ACTIVITY: Output, word for word, every line from the start of the listing down to and including the line that contains "use std::sync::Arc;"; include nothing else.

DATA EXCERPTS below:

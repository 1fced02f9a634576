//! Ordered in-memory key-value backend.

use crate::error::{StorageError, StorageResult};
use crate::kv::{Backend, BackendTxn, Initializer, KeyValue, RawCursor};
use parking_lot::{Mutex, MutexGuard, RwLock};
use std::collections::BTreeMap;
use std::ops::Bound;
use std::path::Path;
use std::sync::atomic::{AtomicBool, Ordering};
use std::sync::Arc;

type Bucket = BTreeMap<Vec<u8>, Vec<u8>>;
type Buckets = BTreeMap<Vec<u8>, Bucket>;

/// An ordered in-memory key-value backend.
///
/// Suitable for tests and for ephemeral stores. Read transactions share an
/// immutable snapshot; a write transaction works on a private copy that
/// replaces the snapshot on commit. That copy is a deep clone of every
/// bucket, so each write transaction costs time proportional to the whole
/// store.
///
/// # Example
///
/// ```rust
/// use reldb_storage::{Backend, MemoryBackend};
///
/// let backend = MemoryBackend::new();
/// let mut txn = backend.begin(true).unwrap();
/// txn.put(b"meta", b"index", &7u64.to_be_bytes()).unwrap();
/// txn.rollback().unwrap();
///
/// let txn = backend.begin(false).unwrap();
/// assert!(txn.get(b"meta", b"index").unwrap().is_none());
/// ```
#[derive(Debug, Default)]
pub struct MemoryBackend {
    snapshot: RwLock<Arc<Buckets>>,
    writer: Mutex<()>,
    closed: AtomicBool,
}

impl MemoryBackend {
    /// Creates a new empty backend.
    #[must_use]
    pub fn new() -> Self {
        Self::default()
    }

    /// Returns the number of keys stored in `bucket`.
    #[must_use]
    pub fn bucket_len(&self, bucket: &[u8]) -> usize {
        self.snapshot.read().get(bucket).map_or(0, BTreeMap::len)
    }
}

impl Backend for MemoryBackend {
    fn begin(&self, writable: bool) -> StorageResult<Box<dyn BackendTxn + '_>> {
        if self.is_closed() {
            return Err(StorageError::Closed);
        }

        let guard = writable.then(|| self.writer.lock());
        let snapshot = Arc::clone(&self.snapshot.read());
        let working = guard.as_ref().map(|_| (*snapshot).clone());

        Ok(Box::new(MemoryTxn {
            backend: self,
            snapshot,
            working,
            _guard: guard,
        }))
    }

    fn close(&self) -> StorageResult<()> {
        self.closed.store(true, Ordering::SeqCst);
        Ok(())
    }

    fn is_closed(&self) -> bool {
        self.closed.load(Ordering::SeqCst)
    }
}

struct MemoryTxn<'a> {
    backend: &'a MemoryBackend,
    snapshot: Arc<Buckets>,
    working: Option<Buckets>,
    _guard: Option<MutexGuard<'a, ()>>,
}

impl MemoryTxn<'_> {
    fn buckets(&self) -> &Buckets {
        self.working.as_ref().unwrap_or(self.snapshot.as_ref())
    }

    fn working_mut(&mut self) -> StorageResult<&mut Buckets> {
        self.working.as_mut().ok_or(StorageError::ReadOnly)
    }
}

impl BackendTxn for MemoryTxn<'_> {
    fn is_writable(&self) -> bool {
        self.working.is_some()
    }

    fn get(&self, bucket: &[u8], key: &[u8]) -> StorageResult<Option<Vec<u8>>> {
        Ok(self
            .buckets()
            .get(bucket)
            .and_then(|entries| entries.get(key))
            .cloned())
    }

    fn put(&mut self, bucket: &[u8], key: &[u8], value: &[u8]) -> StorageResult<()> {
        self.working_mut()?
            .entry(bucket.to_vec())
            .or_default()
            .insert(key.to_vec(), value.to_vec());
        Ok(())
    }

    fn delete(&mut self, bucket: &[u8], key: &[u8]) -> StorageResult<bool> {
        let working = self.working_mut()?;
        Ok(working
            .get_mut(bucket)
            .is_some_and(|entries| entries.remove(key).is_some()))
    }

    fn cursor(&self, bucket: &[u8]) -> StorageResult<Box<dyn RawCursor + '_>> {
        Ok(Box::new(MemoryCursor {
            entries: self.buckets().get(bucket),
            position: None,
        }))
    }

    fn commit(mut self: Box<Self>) -> StorageResult<()> {
        let Some(working) = self.working.take() else {
            return Ok(());
        };

        if self.backend.is_closed() {
            return Err(StorageError::Closed);
        }

        *self.backend.snapshot.write() = Arc::new(working);
        Ok(())
    }

    fn rollback(self: Box<Self>) -> StorageResult<()> {
        Ok(())
    }
}

struct MemoryCursor<'a> {
    entries: Option<&'a Bucket>,
    position: Option<Vec<u8>>,
}

impl<'a> MemoryCursor<'a> {
    fn land(&mut self, found: Option<(&Vec<u8>, &Vec<u8>)>) -> Option<KeyValue> {
        let found = found.map(|(k, v)| (k.clone(), v.clone()));
        self.position = found.as_ref().map(|(k, _)| k.clone());
        found
    }

    fn range(&self, lower: Bound<&[u8]>, upper: Bound<&[u8]>) -> Option<RangeIter<'a>> {
        self.entries
            .map(|entries| entries.range::<[u8], _>((lower, upper)))
    }
}

type RangeIter<'a> = std::collections::btree_map::Range<'a, Vec<u8>, Vec<u8>>;

impl RawCursor for MemoryCursor<'_> {
    fn first(&mut self) -> StorageResult<Option<KeyValue>> {
        let found = self.entries.and_then(|entries| entries.iter().next());
        Ok(self.land(found))
    }

    fn last(&mut self) -> StorageResult<Option<KeyValue>> {
        let found = self.entries.and_then(|entries| entries.iter().next_back());
        Ok(self.land(found))
    }

    fn next(&mut self) -> StorageResult<Option<KeyValue>> {
        let Some(position) = self.position.clone() else {
            return Ok(None);
        };
        let found = self
            .range(Bound::Excluded(position.as_slice()), Bound::Unbounded)
            .and_then(|mut range| range.next());
        Ok(self.land(found))
    }

    fn prev(&mut self) -> StorageResult<Option<KeyValue>> {
        let Some(position) = self.position.clone() else {
            return Ok(None);
        };
        let found = self
            .range(Bound::Unbounded, Bound::Excluded(position.as_slice()))
            .and_then(|mut range| range.next_back());
        Ok(self.land(found))
    }

    fn seek(&mut self, key: &[u8]) -> StorageResult<Option<KeyValue>> {
        let found = self
            .range(Bound::Included(key), Bound::Unbounded)
            .and_then(|mut range| range.next());
        Ok(self.land(found))
    }

    fn seek_reverse(&mut self, key: &[u8]) -> StorageResult<Option<KeyValue>> {
        let found = self
            .range(Bound::Unbounded, Bound::Included(key))
            .and_then(|mut range| range.next_back());
        Ok(self.land(found))
    }
}

/// Initializer producing a fresh [`MemoryBackend`] for every open.
#[derive(Debug, Default, Clone, Copy)]
pub struct MemoryInitializer;

impl Initializer for MemoryInitializer {
    fn open(&self, _dir: &Path, _name: &str) -> StorageResult<Box<dyn Backend>> {
        Ok(Box::new(MemoryBackend::new()))
    }
}

#[cfg(test)]
mod tests {
    use super::*;
    use proptest::prelude::*;

    fn populated(keys: &[&str]) -> MemoryBackend {
        let backend = MemoryBackend::new();
        let mut txn = backend.begin(true).unwrap();
        for key in keys {
            txn.put(b"b", key.as_bytes(), key.as_bytes()).unwrap();
        }
        txn.commit().unwrap();
        backend
    }

    fn key(found: Option<KeyValue>) -> Option<String> {
        found.map(|(k, _)| String::from_utf8(k).unwrap())
    }

    #[test]
    fn memory_kv_commit_publishes_writes() {
        let backend = populated(&["a"]);
        let txn = backend.begin(false).unwrap();
        assert_eq!(txn.get(b"b", b"a").unwrap(), Some(b"a".to_vec()));
        assert_eq!(backend.bucket_len(b"b"), 1);
    }

    #[test]
    fn memory_kv_rollback_discards_writes() {
        let backend = MemoryBackend::new();
        let mut txn = backend.begin(true).unwrap();
        txn.put(b"b", b"k", b"v").unwrap();
        txn.rollback().unwrap();

        let txn = backend.begin(false).unwrap();
        assert!(txn.get(b"b", b"k").unwrap().is_none());
    }

    #[test]
    fn memory_kv_drop_discards_writes() {
        let backend = MemoryBackend::new();
        {
            let mut txn = backend.begin(true).unwrap();
            txn.put(b"b", b"k", b"v").unwrap();
        }
        assert_eq!(backend.bucket_len(b"b"), 0);
    }

    #[test]
    fn memory_kv_read_txn_rejects_writes() {
        let backend = MemoryBackend::new();
        let mut txn = backend.begin(false).unwrap();
        assert!(!txn.is_writable());
        assert!(matches!(
            txn.put(b"b", b"k", b"v"),
            Err(StorageError::ReadOnly)
        ));
        assert!(matches!(txn.delete(b"b", b"k"), Err(StorageError::ReadOnly)));
    }

    #[test]
    fn memory_kv_reader_keeps_snapshot() {
        let backend = populated(&["a"]);
        let reader = backend.begin(false).unwrap();

        let mut writer = backend.begin(true).unwrap();
        writer.put(b"b", b"z", b"z").unwrap();
        writer.commit().unwrap();

        assert!(reader.get(b"b", b"z").unwrap().is_none());
    }

    #[test]
    fn memory_kv_delete_reports_presence() {
        let backend = populated(&["a"]);
        let mut txn = backend.begin(true).unwrap();
        assert!(txn.delete(b"b", b"a").unwrap());
        assert!(!txn.delete(b"b", b"a").unwrap());
        assert!(!txn.delete(b"missing", b"a").unwrap());
    }

    #[test]
    fn memory_kv_closed_rejects_begin() {
        let backend = MemoryBackend::new();
        backend.close().unwrap();
        assert!(backend.is_closed());
        assert!(matches!(backend.begin(false), Err(StorageError::Closed)));
    }

    #[test]
    fn memory_kv_close_fails_pending_commit() {
        let backend = MemoryBackend::new();
        let mut txn = backend.begin(true).unwrap();
        txn.put(b"b", b"k", b"v").unwrap();
        backend.close().unwrap();
        assert!(matches!(txn.commit(), Err(StorageError::Closed)));
    }

    #[test]
    fn cursor_walks_forward_and_backward() {
        let backend = populated(&["a", "b", "c"]);
        let txn = backend.begin(false).unwrap();
        let mut cursor = txn.cursor(b"b").unwrap();

        assert_eq!(key(cursor.first().unwrap()), Some("a".into()));
        assert_eq!(key(cursor.next().unwrap()), Some("b".into()));
        assert_eq!(key(cursor.next().unwrap()), Some("c".into()));
        assert_eq!(key(cursor.next().unwrap()), None);
        assert_eq!(key(cursor.next().unwrap()), None);

        assert_eq!(key(cursor.last().unwrap()), Some("c".into()));
        assert_eq!(key(cursor.prev().unwrap()), Some("b".into()));
        assert_eq!(key(cursor.prev().unwrap()), Some("a".into()));
        assert_eq!(key(cursor.prev().unwrap()), None);
    }

    #[test]
    fn cursor_seek_lands_on_or_after() {
        let backend = populated(&["a", "c", "e"]);
        let txn = backend.begin(false).unwrap();
        let mut cursor = txn.cursor(b"b").unwrap();

        assert_eq!(key(cursor.seek(b"c").unwrap()), Some("c".into()));
        assert_eq!(key(cursor.seek(b"d").unwrap()), Some("e".into()));
        assert_eq!(key(cursor.seek(b"f").unwrap()), None);
    }

    #[test]
    fn cursor_seek_reverse_lands_on_or_before() {
        let backend = populated(&["a", "c", "e"]);
        let txn = backend.begin(false).unwrap();
        let mut cursor = txn.cursor(b"b").unwrap();

        assert_eq!(key(cursor.seek_reverse(b"c").unwrap()), Some("c".into()));
        assert_eq!(key(cursor.seek_reverse(b"d").unwrap()), Some("c".into()));
        assert_eq!(key(cursor.seek_reverse(b"0").unwrap()), None);
    }

    #[test]
    fn cursor_over_missing_bucket_is_empty() {
        let backend = MemoryBackend::new();
        let txn = backend.begin(false).unwrap();
        let mut cursor = txn.cursor(b"nothing").unwrap();
        assert!(cursor.first().unwrap().is_none());
        assert!(cursor.last().unwrap().is_none());
        assert!(cursor.seek(b"a").unwrap().is_none());
    }

    #[test]
    fn memory_initializer_opens_fresh_backend() {
        let backend = MemoryInitializer.open(Path::new("."), "test").unwrap();
        let txn = backend.begin(false).unwrap();
        assert!(txn.get(b"b", b"k").unwrap().is_none());
    }

    /// Index the cursor should land on after one move over sorted `keys`.
    fn step_model(position: Option<usize>, forward: bool, len: usize) -> Option<usize> {
        let i = position?;
        if forward {
            (i + 1 < len).then_some(i + 1)
        } else {
            i.checked_sub(1)
        }
    }

    proptest! {
        #[test]
        fn cursor_matches_sorted_model(
            keys in prop::collection::btree_set(prop::collection::vec(0u8..4, 0..4), 0..12),
            target in prop::collection::vec(0u8..4, 0..4),
            reverse in any::<bool>(),
            moves in prop::collection::vec(any::<bool>(), 0..8),
        ) {
            let backend = MemoryBackend::new();
            let mut txn = backend.begin(true).unwrap();
            for key in &keys {
                txn.put(b"b", key, key).unwrap();
            }
            txn.commit().unwrap();

            let sorted: Vec<Vec<u8>> = keys.into_iter().collect();
            let txn = backend.begin(false).unwrap();
            let mut cursor = txn.cursor(b"b").unwrap();

            let (found, mut position) = if reverse {
                (cursor.seek_reverse(&target).unwrap(), sorted.iter().rposition(|k| *k <= target))
            } else {
                (cursor.seek(&target).unwrap(), sorted.iter().position(|k| *k >= target))
            };
            prop_assert_eq!(found.map(|(k, _)| k), position.map(|i| sorted[i].clone()));

            for forward in moves {
                let found = if forward { cursor.next() } else { cursor.prev() }.unwrap();
                position = step_model(position, forward, sorted.len());
                prop_assert_eq!(found.map(|(k, _)| k), position.map(|i| sorted[i].clone()));
            }
        }
    }
}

End of DATA EXCERPTS.

ANSWER TO THIS TASK:
repository 1fced02f9a634576
//! Ordered in-memory key-value backend.

use crate::error::{StorageError, StorageResult};
use crate::kv::{Backend, BackendTxn, Initializer, KeyValue, RawCursor};
use parking_lot::{Mutex, MutexGuard, RwLock};
use std::collections::BTreeMap;
use std::ops::Bound;
use std::path::Path;
use std::sync::atomic::{AtomicBool, Ordering};
use std::sync::Arc;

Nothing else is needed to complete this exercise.